« The Big Lebowski », polar sens dessus dessous
« The Big Lebowski », polar sens dessus dessous
Les frères Coen se sont emparés du « Grand Sommeil », de Raymond Chandler, pour le lire à l’envers (dimanche 5 juin à 20 h 55 sur France 4).
"The Big Lebowski" Official Trailer
Durée : 02:35
Les frères Coen se sont emparés du « Grand Sommeil », de Raymond Chandler, pour le lire à l’envers.
En vrais frères, sûrs de la qualité de leur jouet, Ethan et Joel Coen ont définitivement élu le terrain qu’ils se départagent : celui des romans policiers américains des années 1930 et 1940. Miller’s Crossing était une adaptation masquée de La Moisson rouge, de Dashiell Hammett. The Big Lebowski s’inspire du Grand Sommeil, de Raymond Chandler.
Immense acteur, John Goodman interprète Walter Sobchak dans le film des frères Coen « The Big Lebowski » qui met en vedette Jeff Bridges. | © 1998 Universal Studios. All Rights Reserved.

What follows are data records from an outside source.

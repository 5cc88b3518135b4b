//! Two-level capital call for multi-level (master / intermediate) structures.
//!
//! The intermediate level is called first: its share of the call is
//! `total * sum(level-2 ownership %) / 100`. The master level receives the
//! remainder. Within each level the share is distributed pro-rata to
//! commitment, scoped to that level's commitment subtotal.

use rust_decimal::Decimal;
use rust_decimal_macros::dec;
use serde::{Deserialize, Serialize};
use std::time::Instant;

use super::pro_rata::{
    allocate_group, validate_call_amount, validate_investors, validate_rounding_dp,
};
use super::{push_warning, InvestorAllocation};
use crate::error::CapitalCallError;
use crate::types::*;
use crate::CapitalCallResult;

// ---------------------------------------------------------------------------
// Input / Output
// ---------------------------------------------------------------------------

/// Input for a two-level allocation.
#[derive(Debug, Clone, Serialize, Deserialize)]
pub struct HierarchicalInput {
    pub total_call_amount: Money,
    /// Investors tagged with `hierarchy_level` (untagged = master level)
    pub investors: Vec<CallInvestor>,
    #[serde(default, skip_serializing_if = "Option::is_none")]
    pub rounding_dp: Option<u32>,
}

/// Totals for one hierarchy level.
#[derive(Debug, Clone, PartialEq, Serialize, Deserialize)]
pub struct LevelSummary {
    pub hierarchy_level: u8,
    pub investor_count: usize,
    /// Sum of ownership percent points of the level's investors
    pub ownership_percent: Percent,
    pub total_commitment: Money,
    /// Portion of the call attributed to this level
    pub call_share: Money,
    /// Portion actually distributed to investors
    pub allocated: Money,
    /// Portion the level could not absorb (no commitment)
    pub unallocated: Money,
}

/// Per-level breakdown of a hierarchical call.
#[derive(Debug, Clone, PartialEq, Serialize, Deserialize)]
pub struct LevelBreakdown {
    pub intermediate: LevelSummary,
    pub master: LevelSummary,
}

/// Result of a hierarchical allocation.
#[derive(Debug, Clone, Serialize, Deserialize)]
pub struct HierarchicalOutput {
    /// Level-2 allocations first, then level 1
    pub allocations: Vec<InvestorAllocation>,
    pub levels: LevelBreakdown,
    pub total_allocated: Money,
    pub unallocated: Money,
}

// ---------------------------------------------------------------------------
// Calculation
// ---------------------------------------------------------------------------

/// Allocate a capital call across the intermediate and master levels.
pub fn allocate_hierarchical(
    input: &HierarchicalInput,
) -> CapitalCallResult<ComputationOutput<HierarchicalOutput>> {
    let start = Instant::now();
    let mut warnings: Vec<String> = Vec::new();

    validate_call_amount(input.total_call_amount)?;
    validate_rounding_dp(input.rounding_dp)?;
    validate_investors(&input.investors)?;

    let output = split_by_level(
        input.total_call_amount,
        &input.investors,
        input.rounding_dp,
        &mut warnings,
    )?;

    let elapsed = start.elapsed().as_micros() as u64;
    Ok(with_metadata(
        "Two-level capital call: intermediate level by ownership, master level residual, pro-rata within level",
        &serde_json::json!({
            "total_call_amount": input.total_call_amount.to_string(),
            "investor_count": input.investors.len(),
            "rounding_dp": input.rounding_dp,
        }),
        warnings,
        elapsed,
        output,
    ))
}

/// Partition investors by level and allocate each level its share.
/// Inputs are assumed validated.
pub(crate) fn split_by_level(
    total_call_amount: Money,
    investors: &[CallInvestor],
    rounding_dp: Option<u32>,
    warnings: &mut Vec<String>,
) -> CapitalCallResult<HierarchicalOutput> {
    let mut intermediate: Vec<&CallInvestor> = Vec::new();
    let mut master: Vec<&CallInvestor> = Vec::new();
    for inv in investors {
        match level_of(inv)? {
            HierarchyLevel::Intermediate => intermediate.push(inv),
            HierarchyLevel::Master => master.push(inv),
        }
    }

    let intermediate_pct: Percent = intermediate
        .iter()
        .map(|i| i.ownership_percent.unwrap_or(Decimal::ZERO))
        .sum();
    if intermediate_pct > dec!(100) {
        return Err(CapitalCallError::invalid(
            "investors.ownership_percent",
            format!("Level-2 ownership totals {intermediate_pct}%, above 100%"),
        ));
    }

    let total = match rounding_dp {
        Some(dp) => total_call_amount.round_dp(dp),
        None => total_call_amount,
    };
    let raw_intermediate_share = total * intermediate_pct / dec!(100);
    let intermediate_share = match rounding_dp {
        Some(dp) => raw_intermediate_share.round_dp(dp),
        None => raw_intermediate_share,
    };
    let master_share = total - intermediate_share;

    tracing::debug!(
        target: "capital_call",
        intermediate = intermediate.len(),
        master = master.len(),
        %intermediate_share,
        %master_share,
        "split call by hierarchy level"
    );

    let (intermediate_allocs, intermediate_summary) = allocate_level(
        HierarchyLevel::Intermediate,
        intermediate_share,
        &intermediate,
        rounding_dp,
        warnings,
    );
    let (master_allocs, master_summary) = allocate_level(
        HierarchyLevel::Master,
        master_share,
        &master,
        rounding_dp,
        warnings,
    );

    let total_allocated = intermediate_summary.allocated + master_summary.allocated;
    let unallocated = intermediate_summary.unallocated + master_summary.unallocated;

    let mut allocations = intermediate_allocs;
    allocations.extend(master_allocs);

    Ok(HierarchicalOutput {
        allocations,
        levels: LevelBreakdown {
            intermediate: intermediate_summary,
            master: master_summary,
        },
        total_allocated,
        unallocated,
    })
}

fn allocate_level(
    level: HierarchyLevel,
    share: Money,
    members: &[&CallInvestor],
    rounding_dp: Option<u32>,
    warnings: &mut Vec<String>,
) -> (Vec<InvestorAllocation>, LevelSummary) {
    let allocations = allocate_group(share, members, rounding_dp);
    let total_commitment: Money = members.iter().map(|i| i.commitment).sum();
    let allocated: Money = allocations.iter().map(|a| a.call_amount).sum();

    let unallocated = if total_commitment.is_zero() {
        share
    } else {
        Decimal::ZERO
    };
    if unallocated > Decimal::ZERO {
        push_warning(
            warnings,
            format!(
                "Level {} has no commitment to absorb its share of {}; amount left unallocated",
                level.as_number(),
                share
            ),
        );
    }

    let summary = LevelSummary {
        hierarchy_level: level.as_number(),
        investor_count: members.len(),
        ownership_percent: members
            .iter()
            .map(|i| i.ownership_percent.unwrap_or(Decimal::ZERO))
            .sum(),
        total_commitment,
        call_share: share,
        allocated,
        unallocated,
    };
    (allocations, summary)
}

fn level_of(investor: &CallInvestor) -> CapitalCallResult<HierarchyLevel> {
    match investor.hierarchy_level {
        None => Ok(HierarchyLevel::Master),
        Some(n) => HierarchyLevel::from_number(n).ok_or_else(|| {
            CapitalCallError::invalid(
                format!("investors[{}].hierarchy_level", investor.id),
                format!("Unsupported hierarchy level {n}; expected 1 or 2"),
            )
        }),
    }
}

// ---------------------------------------------------------------------------
// Tests
// ---------------------------------------------------------------------------

#[cfg(test)]
mod tests {
    use super::*;

    fn approx_eq(a: Decimal, b: Decimal, eps: Decimal) -> bool {
        (a - b).abs() < eps
    }

    fn tagged(id: &str, commitment: Decimal, level: u8, pct: Option<Decimal>) -> CallInvestor {
        let mut inv = CallInvestor::new(id, id, commitment, Decimal::ZERO);
        inv.hierarchy_level = Some(level);
        inv.ownership_percent = pct;
        inv
    }

    fn default_input() -> HierarchicalInput {
        HierarchicalInput {
            total_call_amount: dec!(1000000),
            investors: vec![
                tagged("M1", dec!(3000000), 1, Some(dec!(30))),
                tagged("M2", dec!(1000000), 1, Some(dec!(10))),
                tagged("F1", dec!(4000000), 2, Some(dec!(40))),
                tagged("F2", dec!(2000000), 2, Some(dec!(20))),
            ],
            rounding_dp: None,
        }
    }

    #[test]
    fn test_level_shares() {
        let out = allocate_hierarchical(&default_input()).unwrap();
        let levels = &out.result.levels;
        assert_eq!(levels.intermediate.call_share, dec!(600000));
        assert_eq!(levels.master.call_share, dec!(400000));
        assert_eq!(levels.intermediate.ownership_percent, dec!(60));
    }

    #[test]
    fn test_pro_rata_within_level() {
        let out = allocate_hierarchical(&default_input()).unwrap();
        let a = &out.result.allocations;
        // Level 2 first: F1, F2 then M1, M2
        assert_eq!(a[0].investor_id, "F1");
        assert_eq!(a[0].call_amount, dec!(400000));
        assert_eq!(a[1].call_amount, dec!(200000));
        assert_eq!(a[2].investor_id, "M1");
        assert_eq!(a[2].call_amount, dec!(300000));
        assert_eq!(a[3].call_amount, dec!(100000));
    }

    #[test]
    fn test_levels_sum_to_total() {
        let mut input = default_input();
        input.total_call_amount = dec!(777777.77);
        input.investors[2].ownership_percent = Some(dec!(33.3));
        let out = allocate_hierarchical(&input).unwrap();
        let total: Decimal = out.result.allocations.iter().map(|a| a.call_amount).sum();
        assert!(approx_eq(total, dec!(777777.77), dec!(0.000000001)));
        let lvl2: Decimal = out
            .result
            .allocations
            .iter()
            .filter(|a| a.hierarchy_level == Some(2))
            .map(|a| a.call_amount)
            .sum();
        let expected = dec!(777777.77) * dec!(53.3) / dec!(100);
        assert!(approx_eq(lvl2, expected, dec!(0.000000001)));
    }

    #[test]
    fn test_rounded_levels_exact() {
        let mut input = default_input();
        input.total_call_amount = dec!(1000);
        input.investors[2].ownership_percent = Some(dec!(33.3333));
        input.rounding_dp = Some(2);
        let out = allocate_hierarchical(&input).unwrap();
        let total: Decimal = out.result.allocations.iter().map(|a| a.call_amount).sum();
        assert_eq!(total, dec!(1000));
        let level = &out.result.levels.intermediate;
        assert_eq!(level.allocated, level.call_share);
    }

    #[test]
    fn test_untagged_treated_as_master() {
        let mut input = default_input();
        input.investors[0].hierarchy_level = None;
        let out = allocate_hierarchical(&input).unwrap();
        assert_eq!(out.result.levels.master.investor_count, 2);
    }

    #[test]
    fn test_no_intermediate_investors() {
        let mut input = default_input();
        input.investors.truncate(2);
        let out = allocate_hierarchical(&input).unwrap();
        assert_eq!(out.result.levels.intermediate.call_share, Decimal::ZERO);
        assert_eq!(out.result.levels.master.call_share, dec!(1000000));
        assert_eq!(out.result.allocations[0].call_amount, dec!(750000));
    }

    #[test]
    fn test_empty_master_level_unallocated() {
        let mut input = default_input();
        input.investors.drain(0..2);
        let out = allocate_hierarchical(&input).unwrap();
        assert_eq!(out.result.unallocated, dec!(400000));
        assert_eq!(out.result.total_allocated, dec!(600000));
        assert_eq!(out.warnings.len(), 1);
    }

    #[test]
    fn test_reject_level_two_over_100() {
        let mut input = default_input();
        input.investors[2].ownership_percent = Some(dec!(90));
        assert!(allocate_hierarchical(&input).is_err());
    }

    #[test]
    fn test_reject_unknown_level() {
        let mut input = default_input();
        input.investors[0].hierarchy_level = Some(3);
        assert!(allocate_hierarchical(&input).is_err());
    }

    #[test]
    fn test_reject_rounding_beyond_decimal_scale() {
        let mut input = default_input();
        input.rounding_dp = Some(29);
        assert!(allocate_hierarchical(&input).is_err());
    }

    #[test]
    fn test_zero_call() {
        let mut input = default_input();
        input.total_call_amount = Decimal::ZERO;
        let out = allocate_hierarchical(&input).unwrap();
        assert!(out.result.allocations.iter().all(|a| a.call_amount.is_zero()));
        assert!(out.warnings.is_empty());
    }
}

Le devoir ressemble à une copie d’élève appliqué : The Big Lebowski fait écho au Big Sleep. L’action se déroule à Los Angeles, et les nombreux coups sur la tête reçus durant le film par Lebowski renvoient à la série de coups de matraque auxquels le crâne de Marlowe était abonné. Mais, très vite, l’élève studieux laisse place au potache, au cancre qui écrit dans la marge et dessine entre les lignes.
Les Coen ont conservé de Chandler la marque d’une histoire qui ne progresse pas et que l’on doit reprendre à plusieurs reprises. On s’empêtre dans The Big Lebowski, film qui conteste sa propre cohérence un peu comme Chandler revendiquait le droit d’écrire un roman sous sédatifs, où le romancier gagnerait le droit de laisser son lecteur patauger dans la mélasse.
Poème à Los Angeles
The Big Lebowski raconte l’histoire d’un homme qui n’accepte pas que l’on débarque dans son studio pour pisser sur son tapis. Il n’y a pas de quoi en faire un film, tout juste de quoi alerter les services d’hygiène ou une association de sauvegarde des tapis persans. Ou, comme le Lebowski en question, aller trouver un milliardaire reclus dans son immense demeure, revendiquer un tapis neuf, et repartir investi d’une mission très chandlerienne : retrouver la trace de sa fille kidnappée.
"The Big Lebowski" en 5 minutes - Blow up - ARTE
Durée : 05:29
Mais le film vaut plus que son intrigue. Les Coen se sont emparés d’un livre de Chandler pour le lire à l’envers. Au fil de ses romans, celui-ci étalait de plus en plus sa nostalgie. La virilité de Marlowe se transformait en faiblesse. Il y a une seule scène de violence, ou presque, dans le film des frères Coen. Celle où Lebowski découvre, dans un mouchoir, un orteil sectionné. Mais c’est une scène essentielle, comme pour nous prévenir, comme pour dire à Lebowski de se réveiller, et à travers lui, secouer une humanité sur qui le temps et l’histoire n’ont aucune prise.
The Big Lebowski est un film merveilleux et toxique. C’est un long poème à Los Angeles et, plus rare, à ses autoroutes, comme Taxi Driver l’était pour la nuit new-yorkaise. C’est surtout un film qui affiche sa nostalgie, la revendique. Un authentique film chandlerien.
The Big Lebowski, de Joel et Ethan Coen. Avec Jeff Bridges, John Goodman, Julianne Moore, Steve Buscemi, Philip Seymour Hoffman, John Turturro (EU, 1998, 117 min). Le dimanche 5 juin à 20 h 55 sur France 4.